13 Briggs v. Boston & A. R. R., 6 Allen, 246 (1863); Roberts v. Turner, 12 Johns. 232, 7 Am. Dec. 311 (1854); Brown v. Denison, 2 Wend. 593 (1829); Platt v. Hibbard, 7 Cow. (N. Y.) 497 (1827); Achley v. Kellogg, 8 Cow. (N. Y.) 223 (1828); Teall v. Sears, 9 Barb. (N. Y.) 317 (1850); Stannard v. Prince, 64 N. Y. 300 (1876).

14 Infra 171.

15 Infra 172.

CHAPTER IV.

PUBLIC PROFESSION OF THE COMMON CARRIER.

§ 101. Nature of public profession.

TOPIC A-PUBLIC EMPLOYMENT.

§ 102. Public profession as an assumption of a public trust.

103. Express profession of public employment.

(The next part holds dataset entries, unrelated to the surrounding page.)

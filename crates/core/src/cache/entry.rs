//! Cache entry encoding.
//!
//! Entries are CBOR so they stay self-describing across process restarts and
//! can be inspected with generic tooling.

use std::time::Duration;

use chrono::{DateTime, Utc};
use serde::{Deserialize, Serialize};

use super::CacheError;
use crate::source::TorrentResult;

/// The results one source returned for one identifier, with their creation time.
#[derive(Debug, Clone, PartialEq, Eq, Serialize, Deserialize)]
pub struct CacheEntry {
    pub created: DateTime<Utc>,
    pub results: Vec<TorrentResult>,
}

/// Borrowed twin of `CacheEntry` so encoding doesn't need to clone results.
#[derive(Serialize)]
struct CacheEntryRef<'a> {
    created: DateTime<Utc>,
    results: &'a [TorrentResult],
}

impl CacheEntry {
    /// Age at `now`. An entry from the future (clock skew) is treated as brand new.
    pub fn age(&self, now: DateTime<Utc>) -> Duration {
        (now - self.created).to_std().unwrap_or(Duration::ZERO)
    }

    /// Whether the entry may still be served.
    pub fn is_fresh(&self, max_age: Duration, now: DateTime<Utc>) -> bool {
        self.age(now) < max_age
    }
}

/// Key under which a source caches its results for an identifier.
pub fn cache_key(imdb_id: &str, source_name: &str) -> String {
    format!("{}-{}", imdb_id, source_name)
}

/// Serialize results together with their creation time.
pub fn encode_entry(
    created: DateTime<Utc>,
    results: &[TorrentResult],
) -> Result<Vec<u8>, CacheError> {
    let entry = CacheEntryRef { created, results };
    let mut buf = Vec::new();
    ciborium::into_writer(&entry, &mut buf).map_err(|e| CacheError::Encode(e.to_string()))?;
    Ok(buf)
}

/// Inverse of `encode_entry`. Fails cleanly on truncated or foreign bytes.
pub fn decode_entry(data: &[u8]) -> Result<(Vec<TorrentResult>, DateTime<Utc>), CacheError> {
    let entry: CacheEntry =
        ciborium::from_reader(data).map_err(|e| CacheError::Decode(e.to_string()))?;
    Ok((entry.results, entry.created))
}

#[cfg(test)]
mod tests {
    use super::*;
    use crate::testing::fixtures;
    use chrono::TimeZone;

    #[test]
    fn test_cache_key() {
        assert_eq!(cache_key("tt0111161", "ibit"), "tt0111161-ibit");
        assert_eq!(cache_key("tt0111161", "YTS"), "tt0111161-YTS");
    }

    #[test]
    fn test_round_trip() {
        let created = Utc.with_ymd_and_hms(2024, 6, 15, 10, 30, 0).unwrap()
            + chrono::Duration::nanoseconds(123_456_789);
        let results = vec![
            fixtures::torrent_result("Movie", "1080p", "AAAA"),
            fixtures::torrent_result("Movie", "2160p 10bit (⚠️cam)", "BBBB"),
        ];

        let bytes = encode_entry(created, &results).unwrap();
        let (decoded, decoded_created) = decode_entry(&bytes).unwrap();

        assert_eq!(decoded, results);
        assert_eq!(decoded_created, created);
    }

    #[test]
    fn test_round_trip_empty() {
        let created = Utc::now();
        let bytes = encode_entry(created, &[]).unwrap();
        let (decoded, decoded_created) = decode_entry(&bytes).unwrap();

        assert!(decoded.is_empty());
        assert_eq!(decoded_created, created);
    }

    #[test]
    fn test_encoding_is_deterministic() {
        let created = Utc::now();
        let results = vec![fixtures::torrent_result("Movie", "720p", "AAAA")];
        assert_eq!(
            encode_entry(created, &results).unwrap(),
            encode_entry(created, &results).unwrap()
        );
    }

    #[test]
    fn test_decode_truncated_fails() {
        let results = vec![fixtures::torrent_result("Movie", "720p", "AAAA")];
        let bytes = encode_entry(Utc::now(), &results).unwrap();

        for len in [0, 1, bytes.len() / 2, bytes.len() - 1] {
            let err = decode_entry(&bytes[..len]).unwrap_err();
            assert!(matches!(err, CacheError::Decode(_)), "len {}", len);
        }
    }

    #[test]
    fn test_decode_foreign_bytes_fails() {
        assert!(decode_entry(b"definitely not cbor \xff\xfe").is_err());
        assert!(decode_entry(&[0xff; 32]).is_err());

        // Valid CBOR, wrong shape.
        let mut other = Vec::new();
        ciborium::into_writer(&vec![1u32, 2, 3], &mut other).unwrap();
        assert!(matches!(decode_entry(&other), Err(CacheError::Decode(_))));
    }

    #[test]
    fn test_freshness_boundary() {
        let now = Utc::now();
        let max_age = Duration::from_secs(60);

        let fresh = CacheEntry {
            created: now - chrono::Duration::seconds(59),
            results: vec![],
        };
        assert!(fresh.is_fresh(max_age, now));

        let exactly_expired = CacheEntry {
            created: now - chrono::Duration::seconds(60),
            results: vec![],
        };
        assert!(!exactly_expired.is_fresh(max_age, now));

        let from_future = CacheEntry {
            created: now + chrono::Duration::seconds(5),
            results: vec![],
        };
        assert!(from_future.is_fresh(max_age, now));
        assert_eq!(from_future.age(now), Duration::ZERO);
    }
}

104. By whom the profession must be made.

105. Lighterman.

TOPIC B-PRIVATE BUSINESS.

§ 106. Employment in private business.

107. Private ferries.

108. Private railroad.

109. Private spur tracks.

110. Lateral branches.

111. Public spur tracks.

112. Industrial railways.

113. Tap lines.

114. Distinction between public lateral branch and private spur.

TOPIC C- -CASUAL EMPLOYMENT.

§ 115. Intermittent employment.

116. Shipmaster.

117. Railroad not opened for passengers.

118. Incidental employment-Wagoner.

119. Truckman.

TOPIC D-SPECIAL ARRANGEMENTS AS TO THE CARRIAGE.

§ 120. Whether the transaction is upon a public or private basis. 121. Special train.

122. Special freight trains.

123. Private excursion trains.

124. Establishment of train on guaranty of an individual.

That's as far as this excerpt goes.